The legal issue is whether the NFL and its union have the right to negotiate and set rules of entry into the profession of football, like other businesses and unions. "You can't just decide that you're going to be a carpenter," Upshaw says. "We've got to know if you know hammers from nails." But Clarett's lawyers argue he's being prevented from applying for a job in the first place. One of Clarett's lawyers, John Langel, insists that Clarett is no different from, say, a child star in Hollywood. "For them to say someone should stay in school is paternalistic," he says. "They have no legitimate interest in saying that. Nobody does."

Or do they? There are a lot of complicated questions tied up in the Clarett case, and a lot of different sorts of people will be affected, and from a societal standpoint there is no easy answer. All I can say is, I sure hope the airlines have an age policy when they're thinking about who should be pilots.

Among those potentially affected by the Clarett case is the NBA. The NBA's current age rule, which requires a player be either a high school grad or 18 years old, would be illegal under the reasoning of Clarett. "The notion is that if you're good enough to play you should be allowed to play, no matter how old," says Commissioner David Stern. "To which I respond, there's a terrific 14-year-old in Cincinnati."

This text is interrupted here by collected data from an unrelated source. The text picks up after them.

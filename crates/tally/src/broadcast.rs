//! Dashboard event broadcasting for downstream consumers.

use std::sync::Arc;

use tokio::sync::broadcast;

use crate::dashboard::DashboardSnapshot;

/// Events emitted by the generation scheduler.
#[derive(Debug, Clone)]
pub enum DashboardEvent {
    /// A batch finished and the aggregates were rebuilt.
    Refreshed {
        inserted: usize,
        snapshot: Arc<DashboardSnapshot>,
    },
    /// A batch failed; the scheduler keeps ticking.
    BatchFailed { inserted: usize, error: String },
    /// Every quota is met and the scheduler has stopped itself.
    Completed,
}

/// Broadcasts dashboard events to any number of subscribers.
#[derive(Debug, Clone)]
pub struct SnapshotBroadcast {
    tx: broadcast::Sender<DashboardEvent>,
}

impl SnapshotBroadcast {
    /// Creates a broadcaster that buffers `capacity` events per subscriber.
    ///
    /// # Panics
    ///
    /// Panics if `capacity` is zero.
    pub fn new(capacity: usize) -> Self {
        let (tx, _rx) = broadcast::channel(capacity);
        Self { tx }
    }

    /// Sends an event to all subscribers.
    ///
    /// Returns the number of subscribers that received it. Slow subscribers
    /// see `RecvError::Lagged` instead of blocking the sender.
    pub fn send(&self, event: DashboardEvent) -> usize {
        self.tx.send(event).unwrap_or_default()
    }

    /// Subscribes to events sent from now on.
    pub fn subscribe(&self) -> broadcast::Receiver<DashboardEvent> {
        self.tx.subscribe()
    }

    pub fn receiver_count(&self) -> usize {
        self.tx.receiver_count()
    }
}

impl Default for SnapshotBroadcast {
    fn default() -> Self {
        Self::new(64)
    }
}
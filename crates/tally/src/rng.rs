//! RNG adapter for reproducible vs entropy-seeded generation.
//!
//! The generator is generic over [`Rng`] so tests can pin a seed while the
//! binary seeds from the OS. Each generator owns its stream; contexts that
//! generate concurrently must [`fork`](Rng::fork) independent streams rather
//! than share one.
//!
//! ```rust,ignore
//! let mut master = SimRng::new(seed);
//!
//! let a = master.fork(); // independent stream
//! let b = master.fork(); // independent stream
//! ```

use rand::{Rng as _, RngCore, SeedableRng, rngs::SmallRng};

/// Trait for the random draws the generator needs.
///
/// Use it as a generic bound (`<R: Rng>`), not as `&dyn Rng`.
pub trait Rng {
    /// Generates a random `u64`.
    fn next_u64(&mut self) -> u64;

    /// Generates a uniform `usize` in `[0, max)`.
    ///
    /// `max` must be non-zero.
    fn next_usize(&mut self, max: usize) -> usize;

    /// Generates a uniform `u32` in `[min, max)`.
    fn next_u32_range(&mut self, min: u32, max: u32) -> u32;

    /// Generates a uniform `i32` in `[min, max]`.
    fn next_i32_inclusive(&mut self, min: i32, max: i32) -> i32;

    /// Forks an independent stream whose seed is drawn from this one.
    fn fork(&mut self) -> Self
    where
        Self: Sized;
}

/// Seedable random source backed by `SmallRng`.
#[derive(Debug, Clone)]
pub struct SimRng {
    seed: u64,
    inner: SmallRng,
}

impl SimRng {
    /// Creates a deterministic stream from `seed`.
    pub fn new(seed: u64) -> Self {
        Self {
            seed,
            inner: SmallRng::seed_from_u64(seed),
        }
    }

    /// Creates a stream seeded from OS entropy.
    pub fn from_entropy() -> Self {
        Self::new(rand::rngs::OsRng.next_u64())
    }

    /// Creates a stream from `seed`, or from entropy when `None`.
    pub fn from_seed_or_entropy(seed: Option<u64>) -> Self {
        seed.map_or_else(Self::from_entropy, Self::new)
    }

    /// The seed this stream started from (for reproducing a run).
    pub fn seed(&self) -> u64 {
        self.seed
    }
}

impl Rng for SimRng {
    #[inline]
    fn next_u64(&mut self) -> u64 {
        self.inner.next_u64()
    }

    #[inline]
    fn next_usize(&mut self, max: usize) -> usize {
        debug_assert!(max > 0, "max must be > 0");
        self.inner.gen_range(0..max)
    }

    #[inline]
    fn next_u32_range(&mut self, min: u32, max: u32) -> u32 {
        debug_assert!(min < max, "min must be < max");
        self.inner.gen_range(min..max)
    }

    #[inline]
    fn next_i32_inclusive(&mut self, min: i32, max: i32) -> i32 {
        debug_assert!(min <= max, "min must be <= max");
        self.inner.gen_range(min..=max)
    }

    fn fork(&mut self) -> Self {
        Self::new(self.inner.next_u64())
    }
}
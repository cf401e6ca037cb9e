//! CLI command implementations.

pub mod generate;
pub mod init;
pub mod list;
pub mod report;
pub mod reset;
pub mod run;
pub mod version;

use anyhow::{Context, Result};
use tally::{Generator, JsonlStore, SimRng};
use tally_config::TallyConfig;
use tracing::debug;

/// Loads the layered configuration for a project directory.
fn load_config(project: &str) -> Result<TallyConfig> {
    TallyConfig::load_from_dir(project)
        .with_context(|| format!("Failed to load configuration for project '{project}'"))
}

/// Opens the configured JSON-lines record file.
fn open_store(config: &TallyConfig) -> Result<JsonlStore> {
    JsonlStore::open(config.storage.path.clone()).with_context(|| {
        format!(
            "Failed to open record store at {}",
            config.storage.path.display()
        )
    })
}

/// Converts a validated `1..` count argument to `usize`.
fn count_arg(count: u64) -> usize {
    usize::try_from(count).unwrap_or(usize::MAX)
}

/// Builds a generator from the configured quotas, window, and seed.
fn build_generator(config: &TallyConfig) -> Result<Generator> {
    let window = config.window()?;
    let rng = SimRng::from_seed_or_entropy(config.generator.seed);
    debug!(seed = rng.seed(), "generator seeded");
    Ok(Generator::new(config.quota_table(), window, rng))
}
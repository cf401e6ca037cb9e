//! Dashboard and record tables using comfy-table.

use comfy_table::modifiers::UTF8_ROUND_CORNERS;
use comfy_table::presets::UTF8_FULL;
use comfy_table::{Attribute, Cell, CellAlignment, Color, ContentArrangement, Table};
use tally::Record;
use tally::dashboard::{CategoryShare, MonthlyTrend, TargetProgress, YearCount};

const MONTHS: [&str; 12] = [
    "Jan", "Feb", "Mar", "Apr", "May", "Jun", "Jul", "Aug", "Sep", "Oct", "Nov", "Dec",
];

/// Creates a table with a bold header row.
fn styled_table(columns: &[&str]) -> Table {
    let mut table = Table::new();

    table
        .load_preset(UTF8_FULL)
        .apply_modifier(UTF8_ROUND_CORNERS)
        .set_content_arrangement(ContentArrangement::Dynamic);

    let header_cells: Vec<Cell> = columns
        .iter()
        .map(|col| {
            if super::no_color() {
                Cell::new(col)
            } else {
                Cell::new(col)
                    .add_attribute(Attribute::Bold)
                    .fg(Color::Cyan)
            }
        })
        .collect();
    table.set_header(header_cells);

    table
}

fn count_cell(count: impl ToString) -> Cell {
    Cell::new(count.to_string()).set_alignment(CellAlignment::Right)
}

/// Creates a key-value info table (two columns: key and value).
pub fn info_table(entries: &[(&str, String)]) -> Table {
    let mut table = Table::new();

    table
        .load_preset(UTF8_FULL)
        .apply_modifier(UTF8_ROUND_CORNERS)
        .set_content_arrangement(ContentArrangement::Dynamic);

    for (key, value) in entries {
        let key_cell = if super::no_color() {
            Cell::new(key)
        } else {
            Cell::new(key).fg(Color::DarkGrey)
        };
        table.add_row(vec![key_cell, Cell::new(value)]);
    }

    table
}

/// Active registrations per year.
pub fn growth_table(years: &[YearCount]) -> Table {
    let mut table = styled_table(&["Year", "Registrations"]);
    for entry in years {
        table.add_row(vec![Cell::new(entry.year), count_cell(entry.count)]);
    }
    table
}

/// Active records per department bucket.
pub fn distribution_table(shares: &[CategoryShare]) -> Table {
    let mut table = styled_table(&["Department", "Active"]);
    for share in shares {
        table.add_row(vec![Cell::new(&share.category), count_cell(share.count)]);
    }
    table
}

/// One row per department, one column per month.
pub fn trend_table(trend: &MonthlyTrend) -> Table {
    let mut columns = vec!["Department"];
    columns.extend(MONTHS);
    let mut table = styled_table(&columns);

    for series in &trend.series {
        let mut row = vec![Cell::new(&series.category)];
        row.extend(series.counts.iter().map(count_cell));
        table.add_row(row);
    }
    table
}

/// Progress toward each department target.
pub fn target_table(progress: &[TargetProgress]) -> Table {
    let mut table = styled_table(&["Department", "Actual", "Target", "Achieved"]);
    for entry in progress {
        let percent =
            Cell::new(format!("{:.1}%", entry.percent)).set_alignment(CellAlignment::Right);
        let percent = if super::no_color() || entry.percent < 100.0 {
            percent
        } else {
            percent.fg(Color::Green)
        };
        table.add_row(vec![
            Cell::new(&entry.category),
            count_cell(entry.actual),
            count_cell(entry.target),
            percent,
        ]);
    }
    table
}

/// One row per record: id, name, department, level, date, active flag.
pub fn records_table(records: &[Record]) -> Table {
    let mut table = styled_table(&[
        "Id",
        "Name",
        "Department",
        "Experience",
        "Registered",
        "Active",
    ]);
    for record in records {
        table.add_row(vec![
            Cell::new(record.id),
            Cell::new(&record.name),
            Cell::new(&record.category),
            Cell::new(record.experience),
            Cell::new(record.registered_on.format("%Y-%m-%d")),
            Cell::new(if record.active { "yes" } else { "no" }),
        ]);
    }
    table
}
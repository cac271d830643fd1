//! Diagnostics for the Tern middle end.
//!
//! Every pass returns its recoverable problems as [`Diagnostic`] values next
//! to its output instead of aborting. The driver funnels them through a
//! [`DiagnosticQueue`](queue::DiagnosticQueue), which assigns line/column
//! positions, collapses repeats on one line and enforces an error limit.
//!
//! Reaching an [`ErrorGuaranteed`] requires having emitted an error, so a
//! failed compilation can always point at what it reported.

mod diagnostic;
mod error_code;
mod guarantee;
pub mod queue;
pub mod span_utils;

pub use diagnostic::{Diagnostic, Label, Severity};
pub use error_code::ErrorCode;
pub use guarantee::ErrorGuaranteed;
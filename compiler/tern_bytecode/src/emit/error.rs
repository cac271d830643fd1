use tern_diagnostic::{Diagnostic, ErrorCode};
use tern_ir::Span;
use thiserror::Error;

/// A resource limit the generator cannot work around. Generation stops at
/// the first one.
#[derive(Clone, Eq, PartialEq, Debug, Error)]
pub enum GenError {
    #[error("procedure `{procedure}` needs more than {limit} registers")]
    RegisterSpaceExhausted {
        procedure: String,
        limit: u16,
        span: Span,
    },
    #[error("program needs more than {} procedures", u16::MAX)]
    ProcedureSpaceExhausted { span: Span },
    #[error("constant pool exceeded {} entries", u32::MAX)]
    ConstantPoolExhausted { span: Span },
    #[error("metadata table exceeded {} entries", u32::MAX)]
    MetadataExhausted { span: Span },
}

impl GenError {
    /// Source location that asked for the missing resource.
    pub fn span(&self) -> Span {
        match self {
            GenError::RegisterSpaceExhausted { span, .. }
            | GenError::ProcedureSpaceExhausted { span }
            | GenError::ConstantPoolExhausted { span }
            | GenError::MetadataExhausted { span } => *span,
        }
    }

    #[cold]
    pub fn to_diagnostic(&self) -> Diagnostic {
        let code = match self {
            GenError::RegisterSpaceExhausted { .. } => ErrorCode::E5001,
            GenError::ProcedureSpaceExhausted { .. }
            | GenError::ConstantPoolExhausted { .. }
            | GenError::MetadataExhausted { .. } => ErrorCode::E5002,
        };
        let mut diag = Diagnostic::error(code)
            .with_message(self.to_string())
            .with_label(self.span(), "while generating this");
        if let GenError::RegisterSpaceExhausted { .. } = self {
            diag = diag.with_note("registers are never reused; split the procedure");
        }
        diag
    }
}
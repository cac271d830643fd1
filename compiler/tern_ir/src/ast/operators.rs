//! Operator leaves.

use std::fmt;

/// Binary arithmetic operators.
#[derive(Copy, Clone, Eq, PartialEq, Hash, Debug)]
#[cfg_attr(feature = "serde", derive(serde::Serialize, serde::Deserialize))]
pub enum InfixOp {
    Add,
    Sub,
    Mul,
    Div,
}

impl InfixOp {
    pub const fn as_symbol(self) -> &'static str {
        match self {
            InfixOp::Add => "+",
            InfixOp::Sub => "-",
            InfixOp::Mul => "*",
            InfixOp::Div => "/",
        }
    }
}

impl fmt::Display for InfixOp {
    fn fmt(&self, f: &mut fmt::Formatter<'_>) -> fmt::Result {
        f.write_str(self.as_symbol())
    }
}

/// Unary sign operators.
#[derive(Copy, Clone, Eq, PartialEq, Hash, Debug)]
#[cfg_attr(feature = "serde", derive(serde::Serialize, serde::Deserialize))]
pub enum PrefixOp {
    Plus,
    Minus,
}

impl PrefixOp {
    pub const fn as_symbol(self) -> &'static str {
        match self {
            PrefixOp::Plus => "+",
            PrefixOp::Minus => "-",
        }
    }
}

impl fmt::Display for PrefixOp {
    fn fmt(&self, f: &mut fmt::Formatter<'_>) -> fmt::Result {
        f.write_str(self.as_symbol())
    }
}
//! End-to-end evaluation: build a tree, compile it, run it.

#![allow(clippy::unwrap_used, clippy::expect_used, reason = "Tests can panic")]

use pretty_assertions::assert_eq;
use tern_bytecode::{NativeCall, Word};
use tern_ir::{AstBuilder, NodeId};
use tern_vm::{NativeBackend, NativeError, NativeFn, UnavailableBackend};
use ternc::{compile, run, CompilerConfig, Execution};

fn execute_with<B: NativeBackend>(mut b: AstBuilder, items: &[NodeId], backend: B) -> Execution {
    ternc::init_tracing();
    let module = b.module(items);
    let mut ast = b.finish();
    run(&mut ast, module, "", &CompilerConfig::default(), backend).unwrap()
}

fn execute(b: AstBuilder, items: &[NodeId]) -> Execution {
    execute_with(b, items, UnavailableBackend)
}

#[test]
fn integer_expression() {
    // 2 * 3 + 4 / 5 - 6
    let mut b = AstBuilder::new();
    let (n2, n3, n4, n5, n6) = (
        b.number("2"),
        b.number("3"),
        b.number("4"),
        b.number("5"),
        b.number("6"),
    );
    let product = b.mul(n2, n3);
    let quotient = b.div(n4, n5);
    let sum = b.add(product, quotient);
    let diff = b.sub(sum, n6);
    let stmt = b.expr_stmt(diff);

    let result = execute(b, &[stmt]);
    assert_eq!(result.output.value.as_i64(), 0);
}

#[test]
fn float_expression() {
    // 2.0 * 4.0 + 8.0 / 16.0 - 32.0
    let mut b = AstBuilder::new();
    let (a, c, d, e, f) = (
        b.number("2.0"),
        b.number("4.0"),
        b.number("8.0"),
        b.number("16.0"),
        b.number("32.0"),
    );
    let product = b.mul(a, c);
    let quotient = b.div(d, e);
    let sum = b.add(product, quotient);
    let diff = b.sub(sum, f);
    let stmt = b.expr_stmt(diff);

    let result = execute(b, &[stmt]);
    assert_eq!(result.output.value.as_f64(), -23.5);
}

#[test]
fn half_keeps_its_bit_pattern() {
    let mut b = AstBuilder::new();
    let half = b.number("0.5");
    let x = b.var("x", half);

    let result = execute(b, &[x]);
    assert_eq!(result.symbol("x"), Some(Word::from_bits(0.5f64.to_bits())));
}

#[test]
fn parallel_assignment_swaps() {
    // a := 1; b := 2; a, b = b, a
    let mut b = AstBuilder::new();
    let one = b.number("1");
    let a = b.var("a", one);
    let two = b.number("2");
    let b_decl = b.var("b", two);
    let (ta, tb) = (b.ident("a"), b.ident("b"));
    let (vb, va) = (b.ident("b"), b.ident("a"));
    let swap = b.parallel_assign(&[ta, tb], &[vb, va]);

    let result = execute(b, &[a, b_decl, swap]);
    assert_eq!(result.symbol("a"), Some(Word::from_i64(2)));
    assert_eq!(result.symbol("b"), Some(Word::from_i64(1)));
}

#[test]
fn inner_declarations_shadow_outer_ones() {
    // x := 1; { x := 2; x + 10 } x + 100
    let mut b = AstBuilder::new();
    let one = b.number("1");
    let outer = b.var("x", one);
    let two = b.number("2");
    let inner = b.var("x", two);
    let x_inner = b.ident("x");
    let ten = b.number("10");
    let inner_sum = b.add(x_inner, ten);
    let inner_stmt = b.expr_stmt(inner_sum);
    let block = b.block(&[inner, inner_stmt]);
    let x_outer = b.ident("x");
    let hundred = b.number("100");
    let outer_sum = b.add(x_outer, hundred);
    let outer_stmt = b.expr_stmt(outer_sum);

    let result = execute(b, &[outer, block, outer_stmt]);
    assert_eq!(result.output.value.as_i64(), 101);
    assert_eq!(result.symbol("x"), Some(Word::from_i64(1)));
}

#[test]
fn assignment_updates_the_variable() {
    // x := 1; x = x + 41
    let mut b = AstBuilder::new();
    let one = b.number("1");
    let x = b.var("x", one);
    let target = b.ident("x");
    let x_ref = b.ident("x");
    let n = b.number("41");
    let sum = b.add(x_ref, n);
    let assign = b.assign(target, sum);

    let result = execute(b, &[x, assign]);
    assert_eq!(result.symbol("x"), Some(Word::from_i64(42)));
}

#[test]
fn procedures_return_their_last_value() {
    // f :: proc int32 { 7 }; y := f() * 6
    let mut b = AstBuilder::new();
    let ret = b.type_name("int32");
    let seven = b.number("7");
    let body_stmt = b.expr_stmt(seven);
    let body = b.block(&[body_stmt]);
    let proc_expr = b.procedure(Some(ret), body);
    let f = b.constant("f", proc_expr);
    let callee = b.ident("f");
    let call = b.call(callee);
    let six = b.number("6");
    let product = b.mul(call, six);
    let y = b.var("y", product);

    let result = execute(b, &[f, y]);
    assert_eq!(result.symbol("y"), Some(Word::from_i64(42)));
}

#[test]
fn negation_and_casts() {
    // x := -(3 as float64) / 2
    let mut b = AstBuilder::new();
    let three = b.number("3");
    let ty = b.type_name("float64");
    let cast = b.cast(three, ty);
    let group = b.group(cast);
    let neg = b.neg(group);
    let two = b.number("2");
    let quotient = b.div(neg, two);
    let x = b.var("x", quotient);

    let result = execute(b, &[x]);
    assert_eq!(result.symbol("x").map(Word::as_f64), Some(-1.5));
}

#[test]
fn most_negative_literals_fit() {
    // x : int64 = -9223372036854775808; y : int8 = -128
    let mut b = AstBuilder::new();
    let int64 = b.type_name("int64");
    let magnitude = b.number("9223372036854775808");
    let min = b.neg(magnitude);
    let x = b.var_typed("x", Some(int64), Some(min));
    let int8 = b.type_name("int8");
    let small = b.number("128");
    let small_min = b.neg(small);
    let y = b.var_typed("y", Some(int8), Some(small_min));

    let result = execute(b, &[x, y]);
    assert_eq!(result.symbol("x").map(Word::as_i64), Some(i64::MIN));
    assert_eq!(result.symbol("y").map(Word::as_i64), Some(-128));
}

fn add(a: u64, b: u64) -> u64 {
    a + b
}

#[derive(Default)]
struct CountingBackend {
    compiles: usize,
}

impl NativeBackend for CountingBackend {
    fn compile(&mut self, call: &NativeCall) -> Result<NativeFn, NativeError> {
        self.compiles += 1;
        match call.source.as_str() {
            "add" => Ok(NativeFn::Ret2(add)),
            other => Err(NativeError::Rejected {
                reason: format!("unknown block `{other}`"),
            }),
        }
    }
}

#[test]
fn native_blocks_run_and_are_compiled_once() {
    // f :: proc { x := 20; y := 22; z := 0; native "add" (x, y) -> z }
    // f(); f()
    let mut b = AstBuilder::new();
    let twenty = b.number("20");
    let x = b.var("x", twenty);
    let twenty_two = b.number("22");
    let y = b.var("y", twenty_two);
    let zero = b.number("0");
    let z = b.var("z", zero);
    let native = b.native_block("add", &[("x", 0), ("y", 8)], Some(("z", 16)));
    let native_stmt = b.expr_stmt(native);
    let body = b.block(&[x, y, z, native_stmt]);
    let proc_expr = b.procedure(None, body);
    let f = b.constant("f", proc_expr);
    let mut calls = Vec::new();
    for _ in 0..2 {
        let callee = b.ident("f");
        let call = b.call(callee);
        calls.push(b.expr_stmt(call));
    }

    let mut backend = CountingBackend::default();
    let result = execute_with(b, &[f, calls[0], calls[1]], &mut backend);
    assert_eq!(result.output.value.as_u64(), 42);
    assert_eq!(result.compiled_natives, 1);
    assert_eq!(backend.compiles, 1);
}

#[test]
fn compilation_is_deterministic() {
    let build = || {
        let mut b = AstBuilder::new();
        let one = b.number("1");
        let x = b.var("x", one);
        let x_ref = b.ident("x");
        let half = b.number("0.5");
        let sum = b.add(x_ref, half);
        let y = b.var("y", sum);
        let module = b.module(&[x, y]);
        let mut ast = b.finish();
        compile(&mut ast, module, "", &CompilerConfig::default())
            .unwrap()
            .program
    };
    let first = build();
    assert_eq!(first, build());
    assert_eq!(first.to_string(), build().to_string());
}
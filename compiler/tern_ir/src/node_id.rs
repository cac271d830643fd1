//! Arena indices.

use std::fmt;

/// Index of a node in an [`Ast`](crate::Ast).
#[derive(Copy, Clone, Eq, PartialEq, Hash, PartialOrd, Ord)]
#[cfg_attr(feature = "serde", derive(serde::Serialize, serde::Deserialize))]
#[repr(transparent)]
pub struct NodeId(u32);

impl NodeId {
    /// Marks an absent optional child, and the parent of an unindexed node.
    pub const INVALID: NodeId = NodeId(u32::MAX);

    #[inline]
    pub const fn new(index: u32) -> Self {
        NodeId(index)
    }

    #[inline]
    pub const fn index(self) -> usize {
        self.0 as usize
    }

    #[inline]
    pub const fn raw(self) -> u32 {
        self.0
    }

    #[inline]
    pub const fn is_valid(self) -> bool {
        self.0 != u32::MAX
    }

    /// `None` for [`NodeId::INVALID`].
    #[inline]
    pub const fn valid(self) -> Option<NodeId> {
        if self.is_valid() {
            Some(self)
        } else {
            None
        }
    }
}

impl fmt::Debug for NodeId {
    fn fmt(&self, f: &mut fmt::Formatter<'_>) -> fmt::Result {
        if self.is_valid() {
            write!(f, "NodeId({})", self.0)
        } else {
            write!(f, "NodeId::INVALID")
        }
    }
}

impl Default for NodeId {
    fn default() -> Self {
        Self::INVALID
    }
}

/// A run of child ids in the arena's side list.
#[derive(Copy, Clone, Eq, PartialEq, Hash, Debug, Default)]
pub struct NodeRange {
    pub start: u32,
    pub len: u32,
}

impl NodeRange {
    pub const EMPTY: NodeRange = NodeRange { start: 0, len: 0 };

    #[inline]
    pub const fn new(start: u32, len: u32) -> Self {
        NodeRange { start, len }
    }

    #[inline]
    pub const fn is_empty(&self) -> bool {
        self.len == 0
    }

    #[inline]
    pub const fn len(&self) -> usize {
        self.len as usize
    }

    #[inline]
    pub(crate) fn as_range(self) -> std::ops::Range<usize> {
        let start = self.start as usize;
        start..start + self.len as usize
    }
}

#[cfg(test)]
mod tests {
    use super::*;

    #[test]
    fn invalid_is_default_and_debug_formatted() {
        assert_eq!(NodeId::default(), NodeId::INVALID);
        assert_eq!(format!("{:?}", NodeId::INVALID), "NodeId::INVALID");
        assert_eq!(format!("{:?}", NodeId::new(7)), "NodeId(7)");
        assert_eq!(NodeId::INVALID.valid(), None);
        assert_eq!(NodeId::new(3).valid(), Some(NodeId::new(3)));
    }

    #[test]
    fn range_bounds() {
        let r = NodeRange::new(4, 3);
        assert_eq!(r.as_range(), 4..7);
        assert!(NodeRange::EMPTY.is_empty());
    }
}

Many places of employment do not require that you have a college degree. So why can't the NBA or the NFL require the same thing in their business? The answer is that the courts historically have defined pro teams as individual competitors, rather than a single business entity, and therefore labor law becomes tricky, and not always sensible. "The policy is debatable," Stern says. "But the social issues are not -- especially in a sport so attractive to kids."

Anyone who doubts that need only look at the NBA, which more than some 30 years ago lost its legal battle to keep high schoolers out of its draft with the Spencer Haywood "hardship decision." If the infusion of teenagers has proven anything, it's that a pro league indeed has a legitimate interest in making sure its players are educated and well-adjusted citizens. Stern has watched various franchises struggle with the job of child rearing and fail; he's watched youths alienate fans and harm the league commercially, and harm themselves, too. For every LeBron James there is a Leon Smith and Taj McDavid and scores more you've never heard of because they didn't make it. That's why Stern was trying to negotiate an age restriction with his own players' union when the damaging Clarett ruling came down, and why he's intensely interested in the appeals court ruling.

Stern says, "Look. I'm not arguing the fact that LeBron James and Carmelo Anthony and Kobe Bryant and Jermaine O'Neal and a long list of able, mature young men can't play and contribute in the NBA at a young age. It's just that I really would have preferred not to be a societal magnet for millions of kids who are thinking that the answers to all of their career aspirations is the NBA, with the egos, and people surrounding them telling the NBA is their ticket, and that that's what they should be concentrating on that, when you know statistically most kids aren't ever going to make it."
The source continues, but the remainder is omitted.